Saved entries
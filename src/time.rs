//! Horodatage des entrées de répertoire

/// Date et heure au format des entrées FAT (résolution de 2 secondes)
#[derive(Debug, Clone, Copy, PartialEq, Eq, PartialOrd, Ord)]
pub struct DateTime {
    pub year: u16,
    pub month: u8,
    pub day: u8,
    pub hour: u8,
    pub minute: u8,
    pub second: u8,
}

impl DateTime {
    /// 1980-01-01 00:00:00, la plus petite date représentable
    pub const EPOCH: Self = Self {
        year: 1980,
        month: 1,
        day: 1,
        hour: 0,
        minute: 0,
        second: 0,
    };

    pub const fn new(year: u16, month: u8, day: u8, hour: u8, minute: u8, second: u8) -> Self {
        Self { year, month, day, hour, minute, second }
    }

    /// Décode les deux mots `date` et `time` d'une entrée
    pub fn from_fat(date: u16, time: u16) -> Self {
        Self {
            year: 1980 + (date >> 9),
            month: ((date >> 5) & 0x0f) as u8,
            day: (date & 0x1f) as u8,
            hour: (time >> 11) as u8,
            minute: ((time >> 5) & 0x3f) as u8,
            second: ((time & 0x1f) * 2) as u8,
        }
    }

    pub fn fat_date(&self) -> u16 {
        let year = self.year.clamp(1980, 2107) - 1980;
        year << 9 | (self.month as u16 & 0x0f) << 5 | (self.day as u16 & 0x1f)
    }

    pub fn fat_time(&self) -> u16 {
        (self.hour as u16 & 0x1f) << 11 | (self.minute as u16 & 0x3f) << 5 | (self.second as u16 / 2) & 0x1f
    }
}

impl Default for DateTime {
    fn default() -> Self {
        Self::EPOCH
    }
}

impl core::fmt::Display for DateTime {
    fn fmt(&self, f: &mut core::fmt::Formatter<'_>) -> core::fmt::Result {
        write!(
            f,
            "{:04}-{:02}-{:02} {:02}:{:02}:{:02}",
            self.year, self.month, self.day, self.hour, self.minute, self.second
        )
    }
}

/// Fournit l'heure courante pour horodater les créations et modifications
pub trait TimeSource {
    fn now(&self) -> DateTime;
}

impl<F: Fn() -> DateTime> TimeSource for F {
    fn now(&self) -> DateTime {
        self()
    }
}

INSTRUCTIONS FOR THE TASK:
Return only the number of lines in the entries above that contain the word "core".

ANSWER SECTION:
2